# The Donald is set to announce?



## QuickSilver (Jun 16, 2015)

Just when you thought it couldn't get any weirder...   Trump is set to jump into the fray.  Will he?   Won't he?   Stay tuned.   If he does, it will be the most amusing primary season in history!!   opcorn:


----------



## Ameriscot (Jun 16, 2015)

It is a rare person who can annoy me more than Trump!  He came over here and got people kicked out of their homes so he could put in a golf course on the coast.  He said he'd never seen such unspoiled beauty - so he puts in a golf course and hotel!  And he can't even say Scotland properly. :tapfoot:


----------



## Ralphy1 (Jun 16, 2015)

But can he trump field?  (Sorry, couldn't resist...)


----------



## QuickSilver (Jun 16, 2015)

I feel sorry for the other candidates..  If Trump is going to be in the race, he will run the dirtiest campaign ever.. and will attack anyone leading him mercilessly.  They all better be ready to take the gloves off.    That said.. it will showcase the party in a way they won't want and turn people off.   Trump running is great!!  Great for Democrats.


----------



## Ameriscot (Jun 16, 2015)

QuickSilver said:


> I feel sorry for the other candidates..  If Trump is going to be in the race, he will run the dirtiest campaign ever.. and will attack anyone leading him mercilessly.  They all better be ready to take the gloves off.    That said.. it will showcase the party in a way they won't want and turn people off.   Trump running is great!!  Great for Democrats.

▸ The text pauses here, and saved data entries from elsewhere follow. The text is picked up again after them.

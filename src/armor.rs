//! Text armoring for binary data
//!
//! Envelopes and bundle tokens use base64url with the `=` padding removed.
//! The armored format is:
//! - Free of whitespace (including newlines)
//! - Safe to embed in URLs
//! - Safe to pass unescaped in a POSIX shell
//!
//! Split-signature artifacts keep their padding; decoding them accepts
//! either form.

use crate::error::{ErrorCategory, ErrorKind, Result, SealkitError};
use base64::Engine;
use base64::alphabet;
use base64::engine::DecodePaddingMode;
use base64::engine::general_purpose::{
    GeneralPurpose, GeneralPurposeConfig, URL_SAFE, URL_SAFE_NO_PAD,
};

/// base64url decoder that accepts input with or without trailing `=`
const URL_SAFE_LENIENT: GeneralPurpose = GeneralPurpose::new(
    &alphabet::URL_SAFE,
    GeneralPurposeConfig::new().with_decode_padding_mode(DecodePaddingMode::Indifferent),
);

/// Wrap bytes in unpadded base64url text.
pub fn wrap(body: &[u8]) -> String {
    URL_SAFE_NO_PAD.encode(body)
}

/// Unwrap unpadded base64url text, restoring `=` padding to the next
/// multiple of four before decoding.
pub fn unwrap(armored: &str) -> Result<Vec<u8>> {
    let mut padded = String::with_capacity(armored.len() + 3);
    padded.push_str(armored);
    while padded.len() % 4 != 0 {
        padded.push('=');
    }

    URL_SAFE.decode(&padded).map_err(|e| {
        SealkitError::with_kind_and_source(
            ErrorCategory::User,
            ErrorKind::Decode,
            format!("base64 decoding failed: {}", e),
            e,
        )
    })
}

/// Wrap bytes in padded base64url text.
pub fn wrap_padded(body: &[u8]) -> String {
    URL_SAFE.encode(body)
}

/// Unwrap base64url text regardless of whether it carries padding.
pub fn unwrap_lenient(armored: &str) -> Result<Vec<u8>> {
    URL_SAFE_LENIENT.decode(armored).map_err(|e| {
        SealkitError::with_kind_and_source(
            ErrorCategory::User,
            ErrorKind::Decode,
            format!("base64 decoding failed: {}", e),
            e,
        )
    })
}
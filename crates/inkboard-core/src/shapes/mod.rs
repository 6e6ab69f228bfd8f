//! Drawable element definitions.
//!
//! An [`Element`] carries the fields every drawable shares (identity,
//! visibility, lock, opacity, rotation, style, shadow) and a [`Geometry`]
//! payload for the variant-specific data. Paint order is not stored on the
//! element: it is the element's position in the document's element list.

mod connector;
mod image;
mod polygon;
mod rectangle;
mod stroke;
mod text;

pub use connector::Connector;
pub use image::Image;
pub use polygon::{Polygon, PolygonKind};
pub use rectangle::Rectangle;
pub use stroke::{LineCap, Stroke};
pub use text::{FontStyle, Text, TextAlign};

use kurbo::{Point, Rect, Vec2};
use peniko::Color;
use serde::{Deserialize, Serialize};
use uuid::Uuid;

/// Unique identifier for elements.
///
/// UUID v7: time-ordered, with counter and random bits, so ids minted in the
/// same millisecond (e.g. eraser segments) never collide.
pub type ElementId = Uuid;

/// Mint a fresh element id.
pub fn new_element_id() -> ElementId {
    Uuid::now_v7()
}

/// Serializable color representation (RGBA8).
#[derive(Debug, Clone, Copy, PartialEq, Eq, Serialize, Deserialize)]
pub struct SerializableColor {
    pub r: u8,
    pub g: u8,
    pub b: u8,
    pub a: u8,
}

impl SerializableColor {
    pub fn new(r: u8, g: u8, b: u8, a: u8) -> Self {
        Self { r, g, b, a }
    }

    pub fn black() -> Self {
        Self::new(0, 0, 0, 255)
    }

    pub fn white() -> Self {
        Self::new(255, 255, 255, 255)
    }

    pub fn transparent() -> Self {
        Self::new(0, 0, 0, 0)
    }

    /// Parse a `#rgb`, `#rrggbb` or `#rrggbbaa` string.
    pub fn from_hex(color: &str) -> Option<Self> {
        if color == "transparent" {
            return Some(Self::transparent());
        }
        let hex = color.trim().strip_prefix('#')?;
        let channel = |s: &str| u8::from_str_radix(s, 16).ok();
        match hex.len() {
            3 => {
                let r = channel(&hex[0..1])? * 17;
                let g = channel(&hex[1..2])? * 17;
                let b = channel(&hex[2..3])? * 17;
                Some(Self::new(r, g, b, 255))
            }
            6 => Some(Self::new(
                channel(&hex[0..2])?,
                channel(&hex[2..4])?,
                channel(&hex[4..6])?,
                255,
            )),
            8 => Some(Self::new(
                channel(&hex[0..2])?,
                channel(&hex[2..4])?,
                channel(&hex[4..6])?,
                channel(&hex[6..8])?,
            )),
            _ => None,
        }
    }

    /// Format as `#rrggbb`, or `#rrggbbaa` when not fully opaque.
    pub fn to_hex(&self) -> String {
        if self.a == 255 {
            format!("#{:02x}{:02x}{:02x}", self.r, self.g, self.b)
        } else {
            format!("#{:02x}{:02x}{:02x}{:02x}", self.r, self.g, self.b, self.a)
        }
    }
}

impl From<Color> for SerializableColor {
    fn from(color: Color) -> Self {
        let rgba = color.to_rgba8();
        Self {
            r: rgba.r,
            g: rgba.g,
            b: rgba.b,
            a: rgba.a,
        }
    }
}

impl From<SerializableColor> for Color {
    fn from(color: SerializableColor) -> Self {
        Color::from_rgba8(color.r, color.g, color.b, color.a)
    }
}

/// Stroke and fill shared by every element.
#[derive(Debug, Clone, PartialEq, Serialize, Deserialize)]
#[serde(rename_all = "camelCase")]
pub struct ElementStyle {
    /// Stroke color.
    pub stroke: SerializableColor,
    /// Stroke width in model units.
    pub stroke_width: f64,
    /// Fill color (None = no fill).
    #[serde(default)]
    pub fill: Option<SerializableColor>,
}

impl ElementStyle {
    /// Get the stroke color as a peniko Color.
    pub fn stroke_color(&self) -> Color {
        self.stroke.into()
    }

    /// Get the fill color as a peniko Color.
    pub fn fill_color(&self) -> Option<Color> {
        self.fill.map(Into::into)
    }
}

impl Default for ElementStyle {
    fn default() -> Self {
        Self {
            stroke: SerializableColor::black(),
            stroke_width: 2.0,
            fill: None,
        }
    }
}

/// Drop shadow rendering hints.
#[derive(Debug, Clone, PartialEq, Serialize, Deserialize)]
#[serde(rename_all = "camelCase")]
pub struct Shadow {
    pub color: SerializableColor,
    pub blur: f64,
    pub offset_x: f64,
    pub offset_y: f64,
}

/// Geometry shared behaviour, implemented by every payload type.
pub trait GeometryTrait {
    /// Axis-aligned bounding box in model space (rotation ignored).
    fn bounds(&self) -> Rect;

    /// Check if a model-space point hits this geometry.
    fn hit_test(&self, point: Point, tolerance: f64, style: &ElementStyle) -> bool;

    /// Move by a model-space delta.
    fn translate(&mut self, delta: Vec2);

    /// Anchor used for dragging and snapping.
    fn origin(&self) -> Point {
        let b = self.bounds();
        Point::new(b.x0, b.y0)
    }

    /// Scale by independent factors about `origin()`.
    fn scale(&mut self, sx: f64, sy: f64);
}

/// Variant-specific payload of an element.
#[derive(Debug, Clone, PartialEq, Serialize, Deserialize)]
#[serde(tag = "type", rename_all = "camelCase")]
pub enum Geometry {
    Stroke(Stroke),
    Rectangle(Rectangle),
    Polygon(Polygon),
    Line(Connector),
    Arrow(Connector),
    Text(Text),
    Image(Image),
}
//! Export requests handed to a rasterizing host.
//!
//! The core only packages the visible document and the view; turning it
//! into PNG or JPEG bytes is the job of an [`Exporter`].

use crate::camera::Camera;
use crate::canvas::combined_bounds;
use crate::shapes::{Element, SerializableColor};
use kurbo::{Affine, Rect, Size};
use serde::{Deserialize, Serialize};

/// Padding around content-fitted exports, in model units.
pub const EXPORT_PADDING: f64 = 20.0;

/// Output image format.
#[derive(Debug, Clone, Copy, PartialEq, Eq, Default, Serialize, Deserialize)]
#[serde(rename_all = "lowercase")]
pub enum ExportFormat {
    #[default]
    Png,
    Jpeg,
}

impl ExportFormat {
    pub fn mime_type(self) -> &'static str {
        match self {
            ExportFormat::Png => "image/png",
            ExportFormat::Jpeg => "image/jpeg",
        }
    }

    pub fn extension(self) -> &'static str {
        match self {
            ExportFormat::Png => "png",
            ExportFormat::Jpeg => "jpg",
        }
    }
}

/// Which part of the canvas to rasterize.
#[derive(Debug, Clone, Copy, PartialEq, Default, Serialize, Deserialize)]
#[serde(rename_all = "camelCase")]
pub enum ExportArea {
    /// What is currently on screen.
    #[default]
    Viewport,
    /// The bounds of all visible elements plus [`EXPORT_PADDING`].
    Content,
}

/// Everything an exporter needs to rasterize the canvas.
#[derive(Debug, Clone, PartialEq)]
pub struct ExportRequest {
    /// Visible elements in paint order.
    pub elements: Vec<Element>,
    pub camera: Camera,
    /// Viewport size in screen pixels.
    pub viewport: Size,
    /// Device pixels per screen pixel.
    pub pixel_ratio: f64,
    pub format: ExportFormat,
    pub area: ExportArea,
    /// Background fill; JPEG has no alpha so it always needs one.
    pub background: SerializableColor,
}

impl ExportRequest {
    /// Build a request from the document; hidden elements are dropped.
    pub fn new(elements: &[Element], camera: Camera, viewport: Size) -> Self {
        Self {
            elements: elements.iter().filter(|e| e.visible).cloned().collect(),
            camera,
            viewport,
            pixel_ratio: 1.0,
            format: ExportFormat::default(),
            area: ExportArea::default(),
            background: SerializableColor::white(),
        }
    }

    /// Set the pixel ratio (values below 0.1 are raised to 0.1).
    pub fn with_pixel_ratio(mut self, pixel_ratio: f64) -> Self {
        self.pixel_ratio = if pixel_ratio.is_finite() {
            pixel_ratio.max(0.1)
        } else {
            1.0
        };
        self
    }

    pub fn with_format(mut self, format: ExportFormat) -> Self {
        self.format = format;
        self
    }

    pub fn with_area(mut self, area: ExportArea) -> Self {
        self.area = area;
        self
    }

    pub fn with_background(mut self, background: SerializableColor) -> Self {
        self.background = background;
        self
    }

    /// Model-space region being exported, or `None` for an empty content
    /// export.
    pub fn model_region(&self) -> Option<Rect> {
        match self.area {
            ExportArea::Viewport => {
                let screen = Rect::from_origin_size((0.0, 0.0), self.viewport);
                Some(self.camera.inverse_transform().transform_rect_bbox(screen))
            }
            ExportArea::Content => combined_bounds(&self.elements)
                .map(|b| b.inflate(EXPORT_PADDING, EXPORT_PADDING)),
        }
    }

    /// Model-to-output-pixel transform.
    pub fn transform(&self) -> Option<Affine> {
        match self.area {
            ExportArea::Viewport => {
                Some(Affine::scale(self.pixel_ratio) * self.camera.transform())
            }
            ExportArea::Content => {
                let region = self.model_region()?;
                Some(Affine::scale(self.pixel_ratio) * Affine::translate((-region.x0, -region.y0)))
            }
        }
    }

    /// Output image size in device pixels.
    pub fn output_size(&self) -> Option<(u32, u32)> {
        let size = match self.area {
            ExportArea::Viewport => self.viewport,
            ExportArea::Content => self.model_region()?.size(),
        };
        let width = (size.width * self.pixel_ratio).round().max(1.0) as u32;
        let height = (size.height * self.pixel_ratio).round().max(1.0) as u32;
        Some((width, height))
    }
}

/// Rasterizing backend implemented by the host.
pub trait Exporter {
    type Error;

    /// Encode the request as image bytes in `request.format`.
    fn export(&self, request: &ExportRequest) -> Result<Vec<u8>, Self::Error>;
}
//! A document being edited: editor plus persistence.
//!
//! [`Session`] loads a document from a [`Storage`] backend, forwards every
//! committed editor change (including undo and redo) to the autosave
//! debouncer and performs the saves it issues. The host drives time by
//! calling [`Session::tick`] from its event loop.

use crate::canvas::{CanvasDocument, UNTITLED, now_millis};
use crate::config::EditorConfig;
use crate::editor::Editor;
use crate::input::Modifiers;
use crate::shortcuts::Action;
use crate::storage::{AutoSaveManager, IssuedSave, SaveStatus, Storage, StorageResult};

/// An open document bound to a storage backend.
pub struct Session<S: Storage> {
    storage: S,
    editor: Editor,
    /// Document metadata. `elements` stays empty; the editor owns them.
    meta: CanvasDocument,
    autosave: AutoSaveManager,
    /// Editor revision last handed to the debouncer.
    seen_revision: u64,
}

impl<S: Storage> Session<S> {
    /// Open document `id`.
    ///
    /// A missing document starts empty and "Untitled". Any other load
    /// failure also starts empty, but the save status reports the failure.
    pub async fn open(storage: S, id: impl Into<String>, config: EditorConfig) -> Self {
        let id = id.into();
        let mut autosave = AutoSaveManager::new(config.autosave_debounce_ms);
        let mut meta = match storage.load(&id).await {
            Ok(document) => document,
            Err(e) if e.is_not_found() => {
                log::info!("document {id} not found, starting empty");
                CanvasDocument::empty(id.clone())
            }
            Err(e) => {
                log::warn!("failed to load document {id}: {e}");
                autosave.set_failed(e.to_string());
                CanvasDocument::empty(id.clone())
            }
        };
        meta.id = id;

        let mut editor = Editor::new(config);
        editor.load_elements(std::mem::take(&mut meta.elements));
        let seen_revision = editor.revision();
        Self {
            storage,
            editor,
            meta,
            autosave,
            seen_revision,
        }
    }

    pub fn storage(&self) -> &S {
        &self.storage
    }

    pub fn editor(&self) -> &Editor {
        &self.editor
    }

    /// Mutable access for pointer and command handling. Call
    /// [`Session::sync`] or [`Session::tick`] afterwards so commits reach the
    /// debouncer.
    pub fn editor_mut(&mut self) -> &mut Editor {
        &mut self.editor
    }

    pub fn id(&self) -> &str {
        &self.meta.id
    }

    pub fn title(&self) -> &str {
        &self.meta.title
    }

    pub fn status(&self) -> &SaveStatus {
        self.autosave.status()
    }

    pub fn autosave(&self) -> &AutoSaveManager {
        &self.autosave
    }

    /// The committed document as it would be saved.
    pub fn snapshot(&self) -> CanvasDocument {
        CanvasDocument {
            elements: self.editor.committed_elements().to_vec(),
            updated_at: now_millis(),
            ..self.meta.clone()
        }
    }

    /// Schedule an autosave if the editor committed since the last call.
    /// Returns true if a save was (re)scheduled.
    pub fn sync(&mut self, now_ms: u64) -> bool {
        let revision = self.editor.revision();
        if revision == self.seen_revision {
            return false;
        }
        self.seen_revision = revision;
        self.autosave.schedule(self.snapshot(), now_ms);
        true
    }

    /// Pick up new commits and perform the pending save once it is due.
    ///
    /// Returns the save result when a save ran.
    pub async fn tick(&mut self, now_ms: u64) -> Option<StorageResult<()>> {
        self.sync(now_ms);
        let issued = self.autosave.take_due(now_ms)?;
        Some(self.perform(issued).await)
    }

    /// Save the committed document immediately, superseding any pending
    /// autosave.
    pub async fn save_now(&mut self) -> StorageResult<()> {
        self.seen_revision = self.editor.revision();
        let issued = self.autosave.issue_now(self.snapshot());
        self.perform(issued).await
    }

    /// Commit a new title and save immediately. A blank title becomes
    /// "Untitled".
    pub async fn rename(&mut self, title: &str) -> StorageResult<()> {
        let title = title.trim();
        self.meta.title = if title.is_empty() { UNTITLED } else { title }.to_string();
        self.save_now().await
    }

    /// Route a key press through the editor. [`Action::Save`] saves
    /// immediately; other actions are forwarded to the debouncer.
    pub async fn handle_key(&mut self, key: &str, modifiers: Modifiers, now_ms: u64) -> Option<Action> {
        let action = self.editor.handle_key(key, modifiers)?;
        if action == Action::Save {
            if let Err(e) = self.save_now().await {
                log::warn!("manual save of {} failed: {e}", self.meta.id);
            }
        } else {
            self.sync(now_ms);
        }
        Some(action)
    }

    async fn perform(&mut self, issued: IssuedSave) -> StorageResult<()> {
        let IssuedSave { seq, document } = issued;
        let result = self.storage.save(&document.id, &document).await;
        if self.autosave.complete(seq, &result) && result.is_ok() {
            self.meta.updated_at = document.updated_at;
        }
        result
    }
}

#[cfg(test)]
mod tests {
    use super::*;
    use crate::shapes::{Element, ElementStyle, Geometry, Rectangle};
    use crate::storage::{BoxFuture, MemoryStorage, StorageError, block_on};
    use crate::tools::{ShapeKind, ToolKind};
    use kurbo::Point;

    struct BrokenStorage;

    impl Storage for BrokenStorage {
        fn save(&self, _id: &str, _document: &CanvasDocument) -> BoxFuture<'_, StorageResult<()>> {
            Box::pin(async { Err(StorageError::Other("disk full".into())) })
        }

        fn load(&self, _id: &str) -> BoxFuture<'_, StorageResult<CanvasDocument>> {
            Box::pin(async { Err(StorageError::Other("connection refused".into())) })
        }

        fn delete(&self, _id: &str) -> BoxFuture<'_, StorageResult<()>> {
            Box::pin(async { Ok(()) })
        }

        fn list(&self) -> BoxFuture<'_, StorageResult<Vec<String>>> {
            Box::pin(async { Ok(Vec::new()) })
        }

        fn exists(&self, _id: &str) -> BoxFuture<'_, StorageResult<bool>> {
            Box::pin(async { Ok(false) })
        }
    }

    fn open_memory(storage: MemoryStorage) -> Session<MemoryStorage> {
        block_on(Session::open(storage, "board", EditorConfig::default()))
    }

    fn draw_rect(session: &mut Session<impl Storage>) {
        let editor = session.editor_mut();
        editor.set_tool(ToolKind::Shape(ShapeKind::Rectangle));
        editor.pointer_down(Point::new(10.0, 10.0), Modifiers::NONE);
        editor.pointer_up(Point::new(60.0, 60.0));
    }

    fn stored(session: &Session<MemoryStorage>) -> Option<CanvasDocument> {
        block_on(session.storage().load("board")).ok()
    }

    #[test]
    fn test_open_missing_document_starts_untitled() {
        let session = open_memory(MemoryStorage::new());
        assert_eq!(session.id(), "board");
        assert_eq!(session.title(), UNTITLED);
        assert!(session.editor().elements().is_empty());
        assert_eq!(session.status(), &SaveStatus::Idle);
    }

    #[test]
    fn test_open_loads_elements() {
        let mut doc = CanvasDocument::empty("board");
        doc.title = "Plans".into();
        doc.elements.push(Element::new(
            Geometry::Rectangle(Rectangle::new(Point::ZERO, 10.0, 10.0)),
            ElementStyle::default(),
        ));
        let session = open_memory(MemoryStorage::with_documents([doc]));
        assert_eq!(session.title(), "Plans");
        assert_eq!(session.editor().elements().len(), 1);
        assert!(!session.editor().can_undo());
        assert_eq!(session.snapshot().elements.len(), 1);
    }

    #[test]
    fn test_load_failure_starts_empty_with_failed_status() {
        let session = block_on(Session::open(BrokenStorage, "board", EditorConfig::default()));
        assert!(session.editor().elements().is_empty());
        assert!(matches!(session.status(), SaveStatus::Failed(msg) if msg.contains("connection refused")));
    }

    #[test]
    fn test_commit_is_autosaved_after_quiet_period() {
        let mut session = open_memory(MemoryStorage::new());
        draw_rect(&mut session);

        assert!(block_on(session.tick(1_000)).is_none());
        assert_eq!(session.status(), &SaveStatus::Pending);
        assert!(block_on(session.tick(2_999)).is_none());
        assert!(stored(&session).is_none());

        let result = block_on(session.tick(3_000)).unwrap();
        assert!(result.is_ok());
        assert_eq!(session.status(), &SaveStatus::Saved);
        assert_eq!(stored(&session).unwrap().elements.len(), 1);

        // Nothing new to save.
        assert!(block_on(session.tick(10_000)).is_none());
    }

    #[test]
    fn test_undo_is_persisted() {
        let mut session = open_memory(MemoryStorage::new());
        draw_rect(&mut session);
        block_on(session.tick(0));
        block_on(session.tick(2_000));
        assert_eq!(stored(&session).unwrap().elements.len(), 1);

        session.editor_mut().undo();
        assert!(session.sync(5_000));
        block_on(session.tick(7_000));
        assert!(stored(&session).unwrap().elements.is_empty());
    }

    #[test]
    fn test_saves_committed_state_not_live_drag() {
        let mut session = open_memory(MemoryStorage::new());
        draw_rect(&mut session);
        block_on(session.tick(0));

        let editor = session.editor_mut();
        editor.set_tool(ToolKind::Select);
        editor.pointer_down(Point::new(30.0, 30.0), Modifiers::NONE);
        editor.pointer_move(Point::new(130.0, 30.0));

        block_on(session.tick(2_000));
        let saved = stored(&session).unwrap();
        assert_eq!(saved.elements[0].origin(), Point::new(10.0, 10.0));
    }

    #[test]
    fn test_manual_save_shortcut() {
        let mut session = open_memory(MemoryStorage::new());
        draw_rect(&mut session);
        let ctrl = Modifiers {
            ctrl: true,
            ..Modifiers::NONE
        };
        let action = block_on(session.handle_key("s", ctrl, 100));
        assert_eq!(action, Some(Action::Save));
        assert_eq!(stored(&session).unwrap().elements.len(), 1);
        assert_eq!(session.status(), &SaveStatus::Saved);
        // The manual save already covered this revision.
        assert!(block_on(session.tick(60_000)).is_none());
    }

    #[test]
    fn test_undo_shortcut_schedules_save() {
        let mut session = open_memory(MemoryStorage::new());
        draw_rect(&mut session);
        block_on(session.save_now()).unwrap();
        let ctrl = Modifiers {
            ctrl: true,
            ..Modifiers::NONE
        };
        assert_eq!(block_on(session.handle_key("z", ctrl, 0)), Some(Action::Undo));
        assert!(session.autosave().is_pending());
    }

    #[test]
    fn test_rename_saves_immediately() {
        let mut session = open_memory(MemoryStorage::new());
        block_on(session.rename("  Roadmap ")).unwrap();
        assert_eq!(session.title(), "Roadmap");
        assert_eq!(stored(&session).unwrap().title, "Roadmap");

        block_on(session.rename("   ")).unwrap();
        assert_eq!(stored(&session).unwrap().title, UNTITLED);
    }

    #[test]
    fn test_failed_manual_save_shortcut_sets_status() {
        let mut session = block_on(Session::open(BrokenStorage, "board", EditorConfig::default()));
        draw_rect(&mut session);
        let ctrl = Modifiers {
            ctrl: true,
            ..Modifiers::NONE
        };
        assert_eq!(block_on(session.handle_key("s", ctrl, 0)), Some(Action::Save));
        assert!(matches!(session.status(), SaveStatus::Failed(msg) if msg.contains("disk full")));
        assert!(!session.autosave().is_pending());
    }

    #[test]
    fn test_save_failure_is_reported() {
        let mut session = block_on(Session::open(BrokenStorage, "board", EditorConfig::default()));
        draw_rect(&mut session);
        let result = block_on(session.save_now());
        assert!(result.is_err());
        assert!(matches!(session.status(), SaveStatus::Failed(msg) if msg.contains("disk full")));
    }
}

Yes, it will be great for the Democrats.


----------



## Ralphy1 (Jun 16, 2015)

Well, he can finance his own campaign and won't be in anyone's pocket...


----------



## QuickSilver (Jun 16, 2015)

Rumor has it that the Kochs are squarely behind Scott Walker..  These attack ads are going to be sickening.


----------



## Ralphy1 (Jun 16, 2015)

As Warner Wolf would say, "Turn your sets off now."


----------



## BobF (Jun 16, 2015)

Trump has done this a couple times before, but never serious as he usually backs off just a things get serious.


----------



## QuickSilver (Jun 16, 2015)

I agree... but this is the first time he has provided his net worth for all to see, which is around 9 billion.  Makes me think he is serious.. but who knows.


----------



## Ralphy1 (Jun 16, 2015)

What else has got to do?   layful:


----------



## QuickSilver (Jun 16, 2015)

Ralphy1 said:


> What else has got to do?   layful:



Well he has said he has a way to defeat ISIS completely and forever BUT we will have to wait until he is elected to find out.


----------



## Ralphy1 (Jun 16, 2015)

Let the teasing begin...


----------



## Ameriscot (Jun 16, 2015)

QuickSilver said:


> Rumor has it that the Kochs are squarely behind Scott Walker..  These attack ads are going to be sickening.



Glad we don't have to watch them here!


----------



## AZ Jim (Jun 16, 2015)

QuickSilver said:


> I feel sorry for the other candidates..  If Trump is going to be in the race, he will run the dirtiest campaign ever.. and will attack anyone leading him mercilessly.  They all better be ready to take the gloves off.    That said.. it will showcase the party in a way they won't want and turn people off.   Trump running is great!!  Great for Democrats.



Trump is just a brat who was born to wealth and power, another Romney.  If he is rough on all who lead him, it will be all of them.


----------



## Davey Jones (Jun 16, 2015)

Will his hair fit inside of Air Force One?


----------



## Ameriscot (Jun 16, 2015)

Davey Jones said:


> Will his hair fit inside of Air Force One?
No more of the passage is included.